▸ Work task
Please retype, unchanged, each line from the top of the material below through the line where "in file order." appears.
*** Exercise input ***
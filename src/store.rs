//! File-backed provider catalog.
//!
//! The catalog is a single JSON object mapping provider name to a
//! `[primary, secondary]` address pair. It is seeded with
//! [`default_catalog`] the first time it is read and is authoritative from
//! then on.

use crate::config::DnsServers;
use crate::error::{Result, SwitcherError};
use indexmap::IndexMap;
use std::io::Write;
use std::path::{Path, PathBuf};

/// Provider name to address pair, in file order.
pub type Catalog = IndexMap<String, DnsServers>;

/// Built-in providers written to a fresh catalog.
const DEFAULT_PROVIDERS: [(&str, &str, &str); 17] = [
    ("google", "8.8.8.8", "8.8.4.4"),
    ("cloudfare", "1.1.1.1", "1.0.0.1"),
    ("opendns", "208.67.222.222", "208.67.220.220"),
    ("quad9", "9.9.9.9", "149.112.112.112"),
    ("comodo", "8.26.56.26", "8.20.247.20"),
    ("electro", "78.157.42.101", "78.157.42.100"),
    ("electrodns", "185.51.200.2", "185.51.200.3"),
    ("shecan", "178.22.122.100", "185.51.200.2"),
    ("bertina", "5.144.130.146", "5.144.130.147"),
    ("bamilo", "5.144.129.170", "5.144.129.171"),
    ("faradns", "5.144.129.190", "5.144.129.191"),
    ("dibaj", "31.7.62.66", "31.7.63.66"),
    ("fanava", "178.216.248.246", "185.55.225.25"),
    ("datak", "178.216.248.246", "178.22.123.155"),
    ("parsonline", "91.99.101.101", "91.99.99.99"),
    ("rasanegar", "79.175.176.2", "79.175.176.3"),
    ("shatel", "217.218.155.155", "217.218.147.147"),
];

/// Returns the built-in provider catalog.
#[must_use]
pub fn default_catalog() -> Catalog {
    DEFAULT_PROVIDERS
        .iter()
        .map(|(name, primary, secondary)| {
            ((*name).to_string(), DnsServers::new(*primary, *secondary))
        })
        .collect()
}

/// Reads and writes the provider catalog file.
///
/// # Concurrency
///
/// Writes replace the file atomically, but [`add`](Self::add) is an
/// unlocked read-modify-write: two processes adding at once can lose one
/// of the updates. This is accepted for a single-user tool.
///
/// # Example
///
/// ```rust,ignore
/// use dns_switcher::ProviderStore;
///
/// let store = ProviderStore::with_path("dns_servers.json");
/// store.add("mine", "10.0.0.1", "10.0.0.2")?;
/// let catalog = store.load()?;
/// ```
pub struct ProviderStore {
    path: PathBuf,
}

impl ProviderStore {
    /// Creates a store backed by `path`, usually
    /// [`Settings::catalog_path`](crate::Settings::catalog_path).
    #[must_use]
    pub fn with_path(path: impl Into<PathBuf>) -> Self {
        Self { path: path.into() }
    }

    /// Returns the catalog file path.
    #[must_use]
    pub fn path(&self) -> &Path {
        &self.path
    }

    /// Loads the catalog, seeding the file with [`default_catalog`] if it
    /// does not exist yet.
    ///
    /// # Errors
    ///
    /// Returns [`SwitcherError::CorruptStore`] if the file exists but is not
    /// a valid catalog, or [`SwitcherError::Io`] if it cannot be read or the
    /// seeded catalog cannot be written.
    pub fn load(&self) -> Result<Catalog> {
        if !self.path.exists() {
            let catalog = default_catalog();
            self.save(&catalog)?;
            tracing::info!(
                path = %self.path.display(),
                providers = catalog.len(),
                "Seeded provider catalog with defaults"
            );
            return Ok(catalog);
        }

        let content = std::fs::read_to_string(&self.path)?;
        serde_json::from_str(&content).map_err(|source| SwitcherError::CorruptStore {
            path: self.path.clone(),
            source,
        })
    }

    /// Inserts or replaces the provider `name` and persists the catalog.
    ///
    /// Last write wins; addresses are stored as given.
    ///
    /// # Errors
    ///
    /// Propagates any error from [`load`](Self::load) or [`save`](Self::save).
    pub fn add(&self, name: &str, primary: &str, secondary: &str) -> Result<()> {
        let mut catalog = self.load()?;
        let previous = catalog.insert(name.to_string(), DnsServers::new(primary, secondary));
        self.save(&catalog)?;

        tracing::info!(
            provider = %name,
            primary = %primary,
            secondary = %secondary,
            replaced = previous.is_some(),
            "Stored DNS provider"
        );
        Ok(())
    }

    /// Writes the whole catalog, replacing the file via a temporary file in
    /// the same directory and a rename.
    ///
    /// # Errors
    ///
    /// Returns [`SwitcherError::Io`] if the directory cannot be created or
    /// the file cannot be written or renamed.
    pub fn save(&self, catalog: &Catalog) -> Result<()> {
        let dir = match self.path.parent() {
            Some(parent) if !parent.as_os_str().is_empty() => parent,
            _ => Path::new("."),
        };
        if !dir.exists() {
            std::fs::create_dir_all(dir)?;
        }

        let mut tmp = tempfile::NamedTempFile::new_in(dir)?;
        serde_json::to_writer_pretty(&mut tmp, catalog).map_err(std::io::Error::from)?;
        tmp.write_all(b"\n")?;
        tmp.persist(&self.path).map_err(|e| e.error)?;

        tracing::debug!(path = %self.path.display(), "Wrote provider catalog");
        Ok(())
    }
}

#[cfg(test)]
mod tests {
    use super::*;

    #[test]
    fn default_catalog_has_all_builtins() {
        let catalog = default_catalog();
        assert_eq!(catalog.len(), 17);
        assert_eq!(catalog["google"], DnsServers::new("8.8.8.8", "8.8.4.4"));
        assert_eq!(catalog.get_index(0).unwrap().0, "google");
        assert_eq!(catalog.get_index(16).unwrap().0, "shatel");
    }

    #[test]
    fn load_seeds_missing_file() {
        let dir = tempfile::tempdir().unwrap();
        let path = dir.path().join("dns_servers.json");
        let store = ProviderStore::with_path(&path);

        let catalog = store.load().unwrap();
        assert_eq!(catalog, default_catalog());
        assert!(path.exists());

        let on_disk: Catalog =
            serde_json::from_str(&std::fs::read_to_string(&path).unwrap()).unwrap();
        assert_eq!(on_disk, catalog);
    }

    #[test]
    fn load_is_stable_after_seeding() {
        let dir = tempfile::tempdir().unwrap();
        let store = ProviderStore::with_path(dir.path().join("c.json"));

        let first = store.load().unwrap();
        let second = store.load().unwrap();
        assert_eq!(first, second);
        assert!(first.keys().eq(second.keys()));
    }

    #[test]
    fn persisted_file_is_authoritative() {
        let dir = tempfile::tempdir().unwrap();
        let path = dir.path().join("c.json");
        std::fs::write(&path, r#"{"only": ["10.0.0.1", "10.0.0.2"]}"#).unwrap();

        let catalog = ProviderStore::with_path(&path).load().unwrap();
        assert_eq!(catalog.len(), 1);
        assert_eq!(catalog["only"], DnsServers::new("10.0.0.1", "10.0.0.2"));
    }

    #[test]
    fn corrupt_file_is_reported_and_left_alone() {
        let dir = tempfile::tempdir().unwrap();
        let path = dir.path().join("c.json");
        std::fs::write(&path, "{not json").unwrap();

        let err = ProviderStore::with_path(&path).load().unwrap_err();
        assert!(matches!(err, SwitcherError::CorruptStore { .. }));
        assert_eq!(std::fs::read_to_string(&path).unwrap(), "{not json");
    }

    #[test]
    fn wrong_shape_is_corrupt() {
        let dir = tempfile::tempdir().unwrap();
        let path = dir.path().join("c.json");
        std::fs::write(&path, r#"{"google": ["8.8.8.8"]}"#).unwrap();

        assert!(matches!(
            ProviderStore::with_path(&path).load(),
            Err(SwitcherError::CorruptStore { .. })
        ));
    }

    #[test]
    fn add_appends_and_keeps_order() {
        let dir = tempfile::tempdir().unwrap();
        let store = ProviderStore::with_path(dir.path().join("c.json"));

        store.add("x", "1.1.1.1", "2.2.2.2").unwrap();
        let catalog = store.load().unwrap();

        assert_eq!(catalog.len(), 18);
        assert_eq!(catalog["x"], DnsServers::new("1.1.1.1", "2.2.2.2"));
        assert_eq!(catalog.get_index(17).unwrap().0, "x");
        for (name, servers) in default_catalog() {
            assert_eq!(catalog[&name], servers);
        }
    }

    #[test]
    fn add_overwrites_existing() {
        let dir = tempfile::tempdir().unwrap();
        let store = ProviderStore::with_path(dir.path().join("c.json"));

        store.add("google", "9.9.9.9", "9.9.9.10").unwrap();
        let catalog = store.load().unwrap();

        assert_eq!(catalog.len(), 17);
        assert_eq!(catalog["google"], DnsServers::new("9.9.9.9", "9.9.9.10"));
        assert_eq!(catalog.get_index(0).unwrap().0, "google");
    }

    #[test]
    fn save_creates_missing_directory() {
        let dir = tempfile::tempdir().unwrap();
        let path = dir.path().join("nested").join("c.json");
        let store = ProviderStore::with_path(&path);

        store.save(&default_catalog()).unwrap();
        assert!(path.exists());
        assert_eq!(std::fs::read_dir(path.parent().unwrap()).unwrap().count(), 1);
    }
}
*** End of Exercise input ***
▸ Reply
filename src/store.rs
//! File-backed provider catalog.
//!
//! The catalog is a single JSON object mapping provider name to a
//! `[primary, secondary]` address pair. It is seeded with
//! [`default_catalog`] the first time it is read and is authoritative from
//! then on.

use crate::config::DnsServers;
use crate::error::{Result, SwitcherError};
use indexmap::IndexMap;
use std::io::Write;
use std::path::{Path, PathBuf};

/// Provider name to address pair, in file order.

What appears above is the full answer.